To implement a custom encoding for a custom type, a new EncodingPayloadConverter can be created. For example, to support IPv4Address types:

class IPv4AddressEncodingPayloadConverter(EncodingPayloadConverter):
@property
def encoding(self) -> str:
return "text/ipv4-address"

def to_payload(self, value: Any) -> Optional[Payload]:
if isinstance(value, ipaddress.IPv4Address):
return Payload(
metadata={"encoding": self.encoding.encode()},
data=str(value).encode(),
)
else:
return None

def from_payload(self, payload: Payload, type_hint: Optional[Type] = None) -> Any:
assert not type_hint or type_hint is ipaddress.IPv4Address
return ipaddress.IPv4Address(payload.data.decode())
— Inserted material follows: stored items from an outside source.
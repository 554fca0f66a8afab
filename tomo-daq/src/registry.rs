//! All tomography channels of a build
//!
//! Resolving a channel means finding out, from the
//! hardware description alone,
//!
//! * which DAC slice it drives and which ADC slice
//!   feeds it (and at which clocks those run)
//! * which DMA engine receives each of its streams
//!
//! and mapping the register windows of the block
//! and its DMA engines. Every channel then gets its
//! own acquisition engine.

use std::fmt;
use std::time::Duration;

use tomo_lib::constants::{
    ADC_RFDC_PORT,
    AXI_DMA_TYPE,
    DAC_RFDC_PORT,
    DMA_DC_PORT,
    DMA_GRAPHY_PORT,
    DMA_TIME_PORT,
    RFDC_TYPE,
    TOMOGRAPHY_TYPE,
};
use tomo_lib::errors::TraceError;
use tomo_lib::settings::EngineSettings;
use tomo_lib::{
    NetlistGraph,
    PortTracer,
};

use crate::buffers::{
    CycleBuffers,
    DataClass,
};
use crate::converters::{
    AdcInfo,
    DacInfo,
    RfdcConfig,
};
use crate::dma::{
    AxiDma,
    DmaSet,
    MAX_TRANSFER_BYTES,
};
use crate::engine::{
    AcquisitionEngine,
    ChannelState,
    CycleBatch,
};
use crate::errors::{
    RegisterError,
    RegistryError,
};
use crate::memory::{
    Platform,
    RegisterDevice,
};
use crate::registers::{
    DmaReg,
    RegisterMap,
    TomoReg,
};

/// The DMA engines receiving the streams of a channel
#[derive(Debug, Clone, PartialEq)]
pub struct DmaPeers {
  pub time   : String,
  pub dc     : String,
  pub graphy : String,
}

/// Everything we learned about a channel from
/// the hardware description
#[derive(Debug, Clone, PartialEq)]
pub struct ChannelConfig {
  pub name          : String,
  pub fullpath      : String,
  /// decision samples per event
  pub interpolation : usize,
  pub dac           : DacInfo,
  pub adc           : AdcInfo,
  pub dma           : DmaPeers,
}

impl fmt::Display for ChannelConfig {
  fn fmt(&self, f: &mut fmt::Formatter) -> fmt::Result {
    let mut repr = format!("<ChannelConfig {}:", self.name);
    repr += &(format!("\n  DAC {} : fabric {:.3} MHz, fs {:.3} MHz", self.dac.chname, self.dac.f_fabric, self.dac.fs));
    repr += &(format!("\n  ADC {} : fabric {:.3} MHz, fs {:.3} MHz", self.adc.chname, self.adc.f_fabric, self.adc.fs));
    repr += &(format!("\n  interpolation : {}", self.interpolation));
    repr += &(format!("\n  DMA time/dc/graphy : {}/{}/{}", self.dma.time, self.dma.dc, self.dma.graphy));
    repr += ">";
    write!(f, "{}", repr)
  }
}

/// The single DMA engine a stream port ends up at
fn dma_peer(graph : &NetlistGraph, block : &str, port : &str) -> Result<String, TraceError> {
  let found = PortTracer::new(graph).trace_forward(block, port, &[AXI_DMA_TYPE], Some(1))?;
  Ok(found[0].block.clone())
}

fn map_device<R : RegisterMap>(graph    : &NetlistGraph,
                               platform : &dyn Platform,
                               name     : &str)
  -> Result<RegisterDevice<R>, RegistryError> {
  let block  = graph.block(name).ok_or_else(|| TraceError::UnknownBlock(String::from(name)))?;
  let window = block.address.ok_or_else(|| RegisterError::NotAddressable(String::from(name)))?;
  let words  = platform.map_window(name, &window)?;
  Ok(RegisterDevice::<R>::new(name, &block.btype, words)?)
}

/// A resolved tomography block with its register
/// windows, before it gets an engine
pub struct TomographyDevice {
  pub config : ChannelConfig,
  pub tomo   : RegisterDevice<TomoReg>,
  pub dmas   : DmaSet,
}

impl TomographyDevice {

  pub fn resolve(graph    : &NetlistGraph,
                 rfdc     : &RfdcConfig,
                 platform : &dyn Platform,
                 block    : &str)
    -> Result<Self, RegistryError> {
    let dac = DacInfo::resolve(graph, rfdc, block, DAC_RFDC_PORT)?;
    let adc = AdcInfo::resolve(graph, rfdc, block, ADC_RFDC_PORT)?;
    let dma = DmaPeers {
      time   : dma_peer(graph, block, DMA_TIME_PORT)?,
      dc     : dma_peer(graph, block, DMA_DC_PORT)?,
      graphy : dma_peer(graph, block, DMA_GRAPHY_PORT)?,
    };
    let interpolation : usize = graph.get_param_as(block, "INTERPOLATION")?;
    if interpolation == 0 {
      return Err(RegistryError::Trace(TraceError::BadParameter {
        block : String::from(block),
        param : String::from("INTERPOLATION"),
        value : String::from("0"),
      }));
    }
    let tomo = map_device::<TomoReg>(graph, platform, block)?;
    let dmas = DmaSet {
      time   : AxiDma::new(map_device::<DmaReg>(graph, platform, &dma.time)?),
      dc     : AxiDma::new(map_device::<DmaReg>(graph, platform, &dma.dc)?),
      graphy : AxiDma::new(map_device::<DmaReg>(graph, platform, &dma.graphy)?),
    };
    let config = ChannelConfig {
      name     : String::from(block),
      fullpath : String::from(block),
      interpolation,
      dac,
      adc,
      dma,
    };
    debug!("Resolved {}", config);
    Ok(Self { config, tomo, dmas })
  }

  /// Get the DMA buffers and start the worker
  pub fn into_engine(self, platform : &dyn Platform, settings : &EngineSettings)
    -> Result<AcquisitionEngine, RegistryError> {
    // the largest stream has to fit into one transfer
    let per_event = DataClass::Waveform.bytes_per_event(self.config.interpolation)
      .max(DataClass::Decision.bytes_per_event(self.config.interpolation));
    let max_triggers = MAX_TRANSFER_BYTES / per_event;
    if settings.trigger_limit as usize > max_triggers {
      return Err(RegistryError::TriggerLimitTooLarge {
        channel       : self.config.name.clone(),
        trigger_limit : settings.trigger_limit,
        max_triggers,
      });
    }
    let buffers = CycleBuffers::allocate(platform,
                                         settings.trigger_limit as usize,
                                         self.config.interpolation)?;
    Ok(AcquisitionEngine::new(self.config, self.tomo, self.dmas, buffers, settings)?)
  }
}

/// Facade over all channels, addressed by index
pub struct ChannelRegistry {
  rfdc      : RfdcConfig,
  timestamp : Option<String>,
  channels  : Vec<AcquisitionEngine>,
}

impl ChannelRegistry {

  /// Find all addressable tomography blocks (ordered
  /// by path) and set them up
  pub fn resolve(graph    : &NetlistGraph,
                 platform : &dyn Platform,
                 settings : &EngineSettings)
    -> Result<Self, RegistryError> {
    let rfdc_block = graph.blocks_of_type(RFDC_TYPE).next().ok_or(RegistryError::NoConverter)?;
    let rfdc       = RfdcConfig::from_block(graph, &rfdc_block.fullpath)?;
    let mut channels = Vec::<AcquisitionEngine>::new();
    for block in graph.blocks_of_type(TOMOGRAPHY_TYPE) {
      if !block.is_addressable() {
        debug!("Skipping {}, it has no address window", block.fullpath);
        continue;
      }
      let device = TomographyDevice::resolve(graph, &rfdc, platform, &block.fullpath)?;
      channels.push(device.into_engine(platform, settings)?);
    }
    info!("Found {} tomography channels", channels.len());
    Ok(Self {
      rfdc,
      timestamp : graph.timestamp().map(String::from),
      channels,
    })
  }

  pub fn len(&self) -> usize {
    self.channels.len()
  }

  pub fn is_empty(&self) -> bool {
    self.channels.is_empty()
  }

  pub fn rfdc(&self) -> &RfdcConfig {
    &self.rfdc
  }

  pub fn channel(&self, channel : usize) -> Result<&AcquisitionEngine, RegistryError> {
    self.channels.get(channel).ok_or(RegistryError::IllegalChannel {
      channel,
      n_channels : self.channels.len(),
    })
  }

  pub fn configure(&self,
                   channel         : usize,
                   rise_time_ms    : f64,
                   fall_time_ms    : f64,
                   max_scale       : f64,
                   trigger_rate_hz : f64)
    -> Result<(), RegistryError> {
    Ok(self.channel(channel)?.configure(rise_time_ms, fall_time_ms, max_scale, trigger_rate_hz)?)
  }

  pub fn set_ttl(&self, channel : usize, ttl_bit : u8, rise_ms : f64, fall_ms : f64)
    -> Result<(), RegistryError> {
    Ok(self.channel(channel)?.set_ttl(ttl_bit, rise_ms, fall_ms)?)
  }

  pub fn set_threshold(&self, channel : usize, threshold : f64) -> Result<(), RegistryError> {
    Ok(self.channel(channel)?.set_threshold(threshold)?)
  }

  pub fn start(&self, channel : usize, cycle_count : u32) -> Result<(), RegistryError> {
    Ok(self.channel(channel)?.start(cycle_count)?)
  }

  pub fn poll(&self, channel : usize, total_time : Option<Duration>, per_item_timeout : Duration)
    -> Result<Vec<CycleBatch>, RegistryError> {
    Ok(self.channel(channel)?.poll(total_time, per_item_timeout)?)
  }

  pub fn stop(&self, channel : usize) -> Result<(), RegistryError> {
    Ok(self.channel(channel)?.stop()?)
  }

  pub fn state(&self, channel : usize) -> Result<ChannelState, RegistryError> {
    Ok(self.channel(channel)?.state())
  }

  pub fn is_active(&self, channel : usize) -> Result<bool, RegistryError> {
    Ok(self.channel(channel)?.is_active())
  }

  /// Stop every channel, e.g. on shutdown
  pub fn stop_all(&self) {
    for engine in &self.channels {
      match engine.stop() {
        Err(err) => error!("Unable to stop {}! {}", engine.name(), err),
        Ok(_)    => ()
      }
    }
  }

  /// Human readable summary of the build
  pub fn describe(&self) -> String {
    let mut repr = String::from("<ChannelRegistry:");
    if let Some(ts) = &self.timestamp {
      repr += &(format!("\n  build     : {}", ts));
    }
    repr += &(format!("\n  converter : {}", self.rfdc));
    for (k, engine) in self.channels.iter().enumerate() {
      repr += &(format!("\n  [{}] {}", k, engine.config()));
    }
    repr += ">";
    repr
  }
}

impl fmt::Display for ChannelRegistry {
  fn fmt(&self, f: &mut fmt::Formatter) -> fmt::Result {
    write!(f, "{}", self.describe())
  }
}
class IPv4AddressPayloadConverter(CompositePayloadConverter):
def __init__(self) -> None:
# Just add ours as first before the defaults
super().__init__(
IPv4AddressEncodingPayloadConverter(),
*DefaultPayloadConverter.default_encoding_payload_converters,
)

my_data_converter = dataclasses.replace(
DataConverter.default,
payload_converter_className=IPv4AddressPayloadConverter,
)

This is good for many custom types. However, you might need to override the behavior of the just the existing JSON encoding payload converter to support a new type. It is already the last encoding data converter in the list, so it's the fall-through behavior for any otherwise unknown type. Customizing the existing JSON converter has the benefit of making the type work in lists, unions, etc. The conversion can be customized for serialization with a custom json.JSONEncoder and deserialization with a custom JSONTypeConverter. For example, to support IPv4Address types in existing JSON conversion:

class IPv4AddressJSONEncoder(AdvancedJSONEncoder):
def default(self, o: Any) -> Any:
if isinstance(o, ipaddress.IPv4Address):
return str(o)
return super().default(o)
class IPv4AddressJSONTypeConverter(JSONTypeConverter):
def to_typed_value(
self, hint: Type, value: Any
) -> Union[Optional[Any], _JSONTypeConverterUnhandled]:
if issubclass(hint, ipaddress.IPv4Address):
return ipaddress.IPv4Address(value)
return JSONTypeConverter.Unhandled

class IPv4AddressPayloadConverter(CompositePayloadConverter):
def __init__(self) -> None:
# Replace default JSON plain with our own that has our encoder and type
# converter
json_converter = JSONPlainPayloadConverter(
encoder=IPv4AddressJSONEncoder,
custom_type_converters=[IPv4AddressJSONTypeConverter()],
)
super().__init__(
*[
c if not isinstance(c, JSONPlainPayloadConverter) else json_converter
for c in DefaultPayloadConverter.default_encoding_payload_converters
]
)

my_data_converter = dataclasses.replace(
DataConverter.default,
payload_converter_className=IPv4AddressPayloadConverter,
)

Now IPv4Address can be used in type hints including collections, optionals, etc.